Taharos, capítulo 4, mishná 2. Este capítulo está dedicado a las muchas variedades de safek tumá, casos en los que simplemente no podemos determinar si un objeto se volvió tamei o permaneció tahor. Nuestra mishná forma parte de una serie de casos construidos sobre una sola idea: la tumá en movimiento. Cuando la fuente de tumá nunca llega a detenerse, incluso una duda auténtica, e incluso una duda que surgió en un reshus hayajid (un dominio privado, donde las dudas normalmente se resuelven como tamei), se resuelve con indulgencia. La tumá que está en marcha se escapa de las reglas del safek y deja todo tahor.
Esta es la escena que describe la mishná: "hashéretz befi hajuldá umehaleles al gabei kikaros shel terumá" (la versión correcta: "umehaleches"), es decir, una juldá (una comadreja) lleva un shéretz entre los dientes y corretea por encima de una fila de panes de terumá. El shéretz es uno de los ocho pequeños animales rastreros cuyo cadáver transmite un grado severo de tumá. La terumá es precisamente el alimento por el cual una escena así resulta alarmante, ya que debe mantenerse en estado de taharáh y ya no puede comerse una vez que la tumá la alcanza. Así que tenemos un animal con una fuente de tumá en las mandíbulas pasando por encima de estos panes, y ninguna manera de establecer qué ocurrió en realidad.
"Safek nagá safek lo nagá": quizá hubo contacto y quizá no. No sabemos si la comadreja realmente puso el shéretz en contacto con alguno de estos panes. Y el dictamen es "sfeikó tahor": la duda se resuelve a favor de la pureza. La razón es la misma que rige toda esta serie de casos: la comadreja está en movimiento constante. La tumá que transporta no tiene lugar fijo, ningún sitio establecido donde pueda decirse que reside, y por lo tanto la duda respecto de ella no tiene el peso suficiente para volver tamei a los panes.

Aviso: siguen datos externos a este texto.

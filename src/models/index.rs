//! Vector index descriptors.

use serde::{Deserialize, Serialize};
use std::fmt;

use super::config::{DEFAULT_DIMENSION, VectorIndexConfig};

/// Distance metric used by an index.
#[derive(Debug, Clone, Copy, Default, PartialEq, Eq, Serialize, Deserialize)]
#[serde(rename_all = "lowercase")]
pub enum DistanceMetric {
    #[default]
    Cosine,
    Euclidean,
    #[serde(rename = "dotproduct")]
    DotProduct,
}

impl fmt::Display for DistanceMetric {
    fn fmt(&self, f: &mut fmt::Formatter<'_>) -> fmt::Result {
        match self {
            DistanceMetric::Cosine => write!(f, "cosine"),
            DistanceMetric::Euclidean => write!(f, "euclidean"),
            DistanceMetric::DotProduct => write!(f, "dotproduct"),
        }
    }
}

impl std::str::FromStr for DistanceMetric {
    type Err = String;

    fn from_str(s: &str) -> Result<Self, Self::Err> {
        match s.to_lowercase().as_str() {
            "cosine" => Ok(DistanceMetric::Cosine),
            "euclidean" | "euclid" => Ok(DistanceMetric::Euclidean),
            "dotproduct" | "dot" => Ok(DistanceMetric::DotProduct),
            _ => Err(format!("unknown distance metric: {}", s)),
        }
    }
}

/// Where a serverless index is hosted.
#[derive(Debug, Clone, PartialEq, Eq, Serialize, Deserialize)]
pub struct ServerlessSpec {
    pub cloud: String,
    pub region: String,
}

impl Default for ServerlessSpec {
    fn default() -> Self {
        Self {
            cloud: "aws".to_string(),
            region: "us-west-2".to_string(),
        }
    }
}

/// Everything needed to create (or look up) an index.
///
/// Fixed once the index exists; a different dimension needs a new index.
#[derive(Debug, Clone, PartialEq, Eq, Serialize, Deserialize)]
pub struct IndexDescriptor {
    pub name: String,
    pub dimension: u32,
    pub metric: DistanceMetric,
    pub spec: ServerlessSpec,
}

impl IndexDescriptor {
    pub fn new(name: impl Into<String>, dimension: u32) -> Self {
        Self {
            name: name.into(),
            dimension,
            metric: DistanceMetric::default(),
            spec: ServerlessSpec::default(),
        }
    }

    #[must_use]
    pub fn with_metric(mut self, metric: DistanceMetric) -> Self {
        self.metric = metric;
        self
    }

    #[must_use]
    pub fn with_spec(mut self, cloud: impl Into<String>, region: impl Into<String>) -> Self {
        self.spec = ServerlessSpec {
            cloud: cloud.into(),
            region: region.into(),
        };
        self
    }

    pub fn from_config(config: &VectorIndexConfig) -> Self {
        Self::new(&config.index_name, config.dimension)
            .with_metric(config.metric)
            .with_spec(&config.cloud, &config.region)
    }
}

impl Default for IndexDescriptor {
    fn default() -> Self {
        Self::new(super::config::DEFAULT_INDEX_NAME, DEFAULT_DIMENSION)
    }
}
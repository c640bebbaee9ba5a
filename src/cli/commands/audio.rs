use anyhow::{Context, Result};
use clap::Args;
use std::path::PathBuf;

use super::chat::print_response;
use super::openai_client;
use crate::cli::output::get_formatter;
use crate::models::{Config, OutputFormat, Role};
use crate::services::openai::youtube_summary_prompt;
use crate::services::{AudioClient, ChatSession, SpeechOptions};

#[derive(Debug, Args)]
pub struct TranscribeArgs {
    #[arg(required = true, help = "Audio file to transcribe")]
    pub file: PathBuf,

    #[arg(long, help = "Summarize the transcript as a video description")]
    pub summarize: bool,
}

#[derive(Debug, Args)]
pub struct SpeakArgs {
    #[arg(required = true, help = "Text to synthesize")]
    pub text: String,

    #[arg(long, short = 'o', help = "Output audio file")]
    pub output: PathBuf,

    #[arg(long, default_value = "alloy", help = "Voice to use")]
    pub voice: String,

    #[arg(long, default_value = "aac", help = "Audio format (aac, mp3, opus, flac, wav)")]
    pub audio_format: String,
}

fn audio_client(config: &Config) -> Result<AudioClient> {
    Ok(AudioClient::new(
        openai_client(config)?,
        &config.openai.transcription_model,
        &config.openai.speech_model,
        config.openai.temperature,
    ))
}

pub async fn handle_transcribe(
    args: TranscribeArgs,
    format: OutputFormat,
    verbose: bool,
) -> Result<()> {
    let config = Config::load()?;
    let client = audio_client(&config)?;

    let transcript = client
        .speech_to_text(&args.file)
        .await
        .with_context(|| format!("failed to transcribe {}", args.file.display()))?;

    if !args.summarize {
        return print_response(&transcript, &config.openai.transcription_model, format);
    }

    if verbose {
        eprintln!("Transcript: {} chars, summarizing...", transcript.len());
    }

    let mut session = ChatSession::new(
        openai_client(&config)?,
        &config.openai.chat_model,
        config.openai.temperature,
    );
    session.add_message(Role::User, youtube_summary_prompt(&transcript));
    let summary = session.execute().await.context("summary failed")?;

    print_response(&summary, &config.openai.chat_model, format)
}

pub async fn handle_speak(args: SpeakArgs, format: OutputFormat, _verbose: bool) -> Result<()> {
    let config = Config::load()?;
    let formatter = get_formatter(format);
    let client = audio_client(&config)?;

    let options = SpeechOptions {
        format: args.audio_format,
        voice: args.voice,
    };

    client
        .text_to_speech(&args.text, &args.output, &options)
        .await
        .with_context(|| format!("failed to write speech to {}", args.output.display()))?;

    println!(
        "{}",
        formatter.format_message(&format!("Wrote audio to {}", args.output.display()))
    );
    Ok(())
}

Luego la mishná lleva el caso más lejos. Este dictamen vale no solo cuando los panes están tirados en el suelo por sí solos, sino incluso cuando una persona los está sosteniendo. Esa distinción importa, porque en las leyes de safek tumá mucho depende de si hay presente alguien de quien se diga yesh bo da'as lehishaél, alguien con la conciencia necesaria para ser interrogado sobre lo que pasó. Normalmente, la presencia de tal persona es lo que permite dictaminar que la duda es tamei; donde no hay a quién preguntar, la halajá es indulgente. Aquí, sin embargo, toda esa consideración queda de lado. Incluso habiendo un ser humano involucrado, incluso uno al que se le podría preguntar sobre el incidente, los panes siguen siendo tahor, porque el factor decisivo es que la comadreja, y con ella el shéretz, nunca dejó de moverse.
La enseñanza de esta mishná, entonces, es que el movimiento en sí mismo es lo que descalifica a la duda. La tumá que va siendo transportada en la boca de un animal en marcha no tiene lugar de reposo, y sin un lugar, el safek no puede tomar fuerza.